A RECENT story about a Good Samaritan who was viciously attacked online after helping out a sick neighbour has revealed the personal consequences of fake news.
Usage of the term – popularised by US President Donald Trump – has risen 365% since 2016, and when focused on a single person, fake news can have a damaging impact.
This shocking incident, reported in the Olive Press, saw an innocent man publicly shamed for apparently ‘abandoning’ two dogs in a supermarket car park.
The shocking part is that, far from dumping the pets which belonged to his neighbour, he collected them just minutes after making them wait outside.
This series of events was made possible thanks to a busybody with a keyboard who slammed the innocent man on Facebook where she posted a picture of his car and called him a ‘son of a b****’.
Police were even notified, tracking the accused man to his home where they discovered…two happy-as-Larry dogs, both microchipped and expertly trained.
The doggie debacle is just one cause and effect of the lies spread online.
Twitter was caught up in controversy in April after the parents of little Julen who died down a Malaga well were targeted by fake news.

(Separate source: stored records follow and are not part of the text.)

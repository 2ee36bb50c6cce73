use linfa::prelude::*;
use linfa_bayes::{MultinomialNb, NaiveBayes};
use ndarray::{ArrayView2, s};
use serde::{Deserialize, Serialize};
use sprs::{CsMat, CsVecView};

use super::{dense_row, dense_rows, targets};
use crate::dataset::Label;
use crate::error::{Error, Result};

/// Rows densified per incremental fit step.
const BATCH_ROWS: usize = 256;

/// `linfa-bayes` multinomial naive Bayes over TF-IDF weights.
#[derive(Debug, Clone, Serialize, Deserialize)]
pub struct BayesModel {
    model: MultinomialNb<f64, usize>,
    n_features: usize,
}

impl BayesModel {
    /// Fits with Laplace smoothing (`alpha = 1`).
    pub fn fit(x: &CsMat<f64>, y: &[Label]) -> Result<Self> {
        Self::fit_batched(x, y, 1.0, BATCH_ROWS)
    }

    /// Feeds `x` to the estimator `batch_rows` rows at a time, so only one
    /// dense batch is alive at once.
    pub fn fit_batched(x: &CsMat<f64>, y: &[Label], alpha: f64, batch_rows: usize) -> Result<Self> {
        let params = MultinomialNb::params().alpha(alpha);
        let labels = targets(y);
        let batch_rows = batch_rows.max(1);

        let mut model: Option<MultinomialNb<f64, usize>> = None;
        let mut start = 0;
        while start < x.rows() {
            let end = (start + batch_rows).min(x.rows());
            let batch = Dataset::new(dense_rows(x, start..end), labels.slice(s![start..end]).to_owned());
            model = params
                .fit_with(model, &batch)
                .map(Option::from)
                .map_err(|e| Error::Training(format!("MultinomialNB: {e}")))?;
            start = end;
        }

        let model = model.ok_or_else(|| Error::Training("MultinomialNB: no training rows".to_string()))?;
        Ok(Self {
            model,
            n_features: x.cols(),
        })
    }

    pub fn n_features(&self) -> usize {
        self.n_features
    }

    /// `[P(ham), P(spam)]` for every row of `x`.
    fn proba_rows(&self, x: ArrayView2<'_, f64>) -> Vec<[f64; 2]> {
        let (proba, classes) = self.model.predict_proba(x);
        let column = |label: Label| classes.iter().position(|&&c| c == label.index());
        let (ham, spam) = (column(Label::Ham), column(Label::Spam));

        proba
            .outer_iter()
            .map(|p| {
                let at = |col: Option<usize>| col.map_or(0.0, |i| p[i]);
                [at(ham), at(spam)]
            })
            .collect()
    }

    /// `[P(ham), P(spam)]`
    pub fn predict_proba(&self, x: &CsVecView<'_, f64>) -> [f64; 2] {
        self.proba_rows(dense_row(x).view())[0]
    }

    pub fn predict(&self, x: &CsVecView<'_, f64>) -> Label {
        to_label(self.predict_proba(x))
    }

    pub fn predict_all(&self, x: &CsMat<f64>) -> Vec<Label> {
        let mut labels = Vec::with_capacity(x.rows());
        let mut start = 0;
        while start < x.rows() {
            let end = (start + BATCH_ROWS).min(x.rows());
            let batch = dense_rows(x, start..end);
            labels.extend(self.proba_rows(batch.view()).into_iter().map(to_label));
            start = end;
        }
        labels
    }
}

fn to_label(p: [f64; 2]) -> Label {
    if p[1] > p[0] { Label::Spam } else { Label::Ham }
}
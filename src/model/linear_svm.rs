use ndarray::Array1;
use rand::SeedableRng;
use rand::rngs::StdRng;
use rand::seq::SliceRandom;
use serde::{Deserialize, Serialize};
use sprs::{CsMat, CsVecView};
use tracing::{debug, warn};

use super::{sign, sparse_dot};
use crate::dataset::Label;

/// Hyperparameters for [`LinearSvc`].
#[derive(Debug, Clone)]
pub struct LinearSvcParams {
    c: f64,
    max_iterations: usize,
    tolerance: f64,
    seed: u64,
}

impl LinearSvcParams {
    pub fn c(mut self, c: f64) -> Self {
        self.c = c;
        self
    }

    pub fn max_iterations(mut self, max_iterations: usize) -> Self {
        self.max_iterations = max_iterations;
        self
    }

    /// Stop once the projected-gradient spread falls below `tol`.
    pub fn tolerance(mut self, tol: f64) -> Self {
        self.tolerance = tol;
        self
    }

    /// Seeds the order in which dual variables are visited.
    pub fn seed(mut self, seed: u64) -> Self {
        self.seed = seed;
        self
    }

    /// Dual coordinate descent for the L2-regularised squared-hinge loss.
    /// The bias is learned as the weight of a constant extra feature, so it
    /// is regularised like any other weight.
    pub fn fit(&self, x: &CsMat<f64>, y: &[Label]) -> LinearSvc {
        let diag = 0.5 / self.c;
        let rows: Vec<CsVecView<'_, f64>> = x.outer_iterator().collect();
        let signs: Vec<f64> = y.iter().copied().map(sign).collect();
        let q_diag: Vec<f64> = rows.iter().map(|row| row.dot(row) + 1.0 + diag).collect();

        let mut weights = Array1::<f64>::zeros(x.cols());
        let mut bias = 0.0;
        let mut alpha = vec![0.0; rows.len()];
        let mut order: Vec<usize> = (0..rows.len()).collect();
        let mut rng = StdRng::seed_from_u64(self.seed);

        let mut converged = false;
        let mut iterations = 0;
        while iterations < self.max_iterations {
            iterations += 1;
            order.shuffle(&mut rng);

            let mut pg_max = f64::NEG_INFINITY;
            let mut pg_min = f64::INFINITY;
            for &i in &order {
                let row = &rows[i];
                let yi = signs[i];
                let g = yi * (sparse_dot(row, &weights) + bias) - 1.0 + diag * alpha[i];

                let pg = if alpha[i] == 0.0 { g.min(0.0) } else { g };
                pg_max = pg_max.max(pg);
                pg_min = pg_min.min(pg);

                if pg.abs() > 1e-12 {
                    let old = alpha[i];
                    alpha[i] = (old - g / q_diag[i]).max(0.0);
                    let delta = (alpha[i] - old) * yi;
                    for (j, &v) in row.iter() {
                        weights[j] += delta * v;
                    }
                    bias += delta;
                }
            }

            if pg_max - pg_min <= self.tolerance {
                converged = true;
                break;
            }
        }

        if converged {
            debug!("LinearSVC converged after {} iterations", iterations);
        } else {
            warn!("LinearSVC reached {} iterations without converging", iterations);
        }

        LinearSvc { weights, bias }
    }
}

/// Linear large-margin classifier; exposes a decision margin but no
/// probabilities.
#[derive(Debug, Clone, Serialize, Deserialize)]
pub struct LinearSvc {
    weights: Array1<f64>,
    bias: f64,
}

impl LinearSvc {
    pub fn params() -> LinearSvcParams {
        LinearSvcParams {
            c: 1.0,
            max_iterations: 1000,
            tolerance: 1e-4,
            seed: 0,
        }
    }

    pub fn n_features(&self) -> usize {
        self.weights.len()
    }

    pub fn decision_function(&self, x: &CsVecView<'_, f64>) -> f64 {
        sparse_dot(x, &self.weights) + self.bias
    }

    pub fn predict(&self, x: &CsVecView<'_, f64>) -> Label {
        if self.decision_function(x) > 0.0 { Label::Spam } else { Label::Ham }
    }
}

#[cfg(test)]
mod tests {
    use super::*;
    use crate::model::tests::toy_data;
    use sprs::CsVec;

    /// `0.5 * (|w|^2 + b^2) + C * sum(max(0, 1 - y * f(x))^2)`
    fn primal_objective(model: &LinearSvc, c: f64, x: &CsMat<f64>, y: &[Label]) -> f64 {
        let reg = 0.5 * (model.weights.dot(&model.weights) + model.bias * model.bias);
        let loss: f64 = x
            .outer_iterator()
            .zip(y)
            .map(|(row, label)| (1.0 - sign(*label) * model.decision_function(&row)).max(0.0).powi(2))
            .sum();
        reg + c * loss
    }

    #[test]
    fn test_margins_have_label_sign() {
        let (x, y) = toy_data();
        let model = LinearSvc::params().fit(&x, &y);
        for (row, label) in x.outer_iterator().zip(&y) {
            let margin = model.decision_function(&row);
            assert_eq!(margin > 0.0, label.is_spam(), "margin {margin}");
        }
    }

    #[test]
    fn test_default_tolerance_converges_tightly() {
        let (x, y) = toy_data();
        let params = LinearSvc::params();
        assert_eq!(params.tolerance, 1e-4);

        let tight = params.fit(&x, &y);
        let loose = LinearSvc::params().tolerance(0.5).max_iterations(1).fit(&x, &y);
        let objective = |m: &LinearSvc| primal_objective(m, 1.0, &x, &y);
        assert!(objective(&tight) <= objective(&loose) + 1e-3);
    }

    #[test]
    fn test_same_seed_same_model() {
        let (x, y) = toy_data();
        let a = LinearSvc::params().seed(7).fit(&x, &y);
        let b = LinearSvc::params().seed(7).fit(&x, &y);
        assert_eq!(a.weights, b.weights);
        assert_eq!(a.bias, b.bias);
        assert_eq!(a.n_features(), 5);
    }

    #[test]
    fn test_empty_row_scores_bias() {
        let (x, y) = toy_data();
        let model = LinearSvc::params().c(0.5).max_iterations(200).fit(&x, &y);
        let empty = CsVec::new(5, vec![], vec![]);
        assert_eq!(model.decision_function(&empty.view()), model.bias);
    }
}
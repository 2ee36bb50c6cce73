use serde::Serialize;

use crate::dataset::Label;

/// Held-out scores for one candidate, with spam as the positive class.
#[derive(Debug, Clone, PartialEq, Serialize)]
pub struct EvaluationRecord {
    pub model: String,
    pub accuracy: f64,
    pub precision: f64,
    pub recall: f64,
    pub f1: f64,
}

impl EvaluationRecord {
    pub const METRICS: [&'static str; 4] = ["accuracy", "precision", "recall", "f1"];

    pub fn values(&self) -> [f64; 4] {
        [self.accuracy, self.precision, self.recall, self.f1]
    }
}

/// Scores `predicted` against `truth`. Any ratio with a zero denominator is
/// reported as 0.
pub fn evaluate(model: &str, truth: &[Label], predicted: &[Label]) -> EvaluationRecord {
    debug_assert_eq!(truth.len(), predicted.len());

    let mut correct = 0usize;
    let mut tp = 0usize;
    let mut fp = 0usize;
    let mut fn_ = 0usize;
    for (t, p) in truth.iter().zip(predicted) {
        if t == p {
            correct += 1;
        }
        match (t.is_spam(), p.is_spam()) {
            (true, true) => tp += 1,
            (false, true) => fp += 1,
            (true, false) => fn_ += 1,
            (false, false) => {}
        }
    }

    let precision = ratio(tp, tp + fp);
    let recall = ratio(tp, tp + fn_);
    let f1 = if precision + recall > 0.0 {
        2.0 * precision * recall / (precision + recall)
    } else {
        0.0
    };

    EvaluationRecord {
        model: model.to_string(),
        accuracy: ratio(correct, truth.len()),
        precision,
        recall,
        f1,
    }
}

fn ratio(num: usize, denom: usize) -> f64 {
    if denom == 0 { 0.0 } else { num as f64 / denom as f64 }
}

The grieving mum and dad are fighting a court case against three social media users. If found guilty of inflicting ‘degrading treatment’ they could be jailed for up to two years.
On a wider scale, Facebook has been accused of allowing Russian-backed posts on its site to reach 126 million Americans during the 2016 US election campaign while Cambridge Analytica, a consultancy firm hired by Trump, was found to have harvested details from millions of profiles.
But this year Mark Zuckerberg’s €4.2 billion company hit back, pointing to research that found the amount of fake news spread through its platform had declined dramatically.
It claimed that since 2016 there had been a 75% decrease in the amount of fake news viewed by Americans.
The site insists it is ‘working to fight the spread of false news’ which it says is ‘harmful’ to the community.
But what actually is fake news? Well, that depends who you listen to.
Trump would tell you it was anything written by CNN, The Washington Post, The New York Times and maybe even the Olive Press.
Named as their word of the year in 2017, the Collins Dictionary defines the phenomenon as: ‘false, often sensational, information disseminated under the guise of news reporting’.
The key word here is ‘reporting’, implying that news organisations have a responsibility to deal with fake news.
So what is the role of journalists here? And are newsrooms still the last bastion of truth?
Local papers, like the Olive Press, have a responsibility to disseminate true information to their readership.
From a newspaper’s perspective, that is both a long-term strategy and one which achieves the main job of a local newspaper – serving the community.
In a race to the top … or to the bottom … other local newspapers which shall remain nameless, actively promote false material on their platforms.
This is something which the Olive Press is equally active against, as it not only dangerously misinforms the public but facilitates a decline in quality journalism.
A recent example of this spread of falsehood comes from another local paper’s online story that claimed police in London had warned against people speaking Spanish in public, following a rise in hate crime.
‘A new warning has been given by police officers to those who speak Spanish on their mobile phones’” the article claimed.
When the Olive Press contacted the City of London Police, British Transport Police and the Metropolitan Police to clear up the claims, all three forces categorically denied issuing such a statement, commenting that ‘no police force’ would have warned against speaking Spanish in public.
This recent example is typical of how the Olive Press operates and investigates.
We receive information, we fact-check, we report.
From time to time, the press does get things wrong. But where fake news is concerned, in this newspaper it’s a non-starter.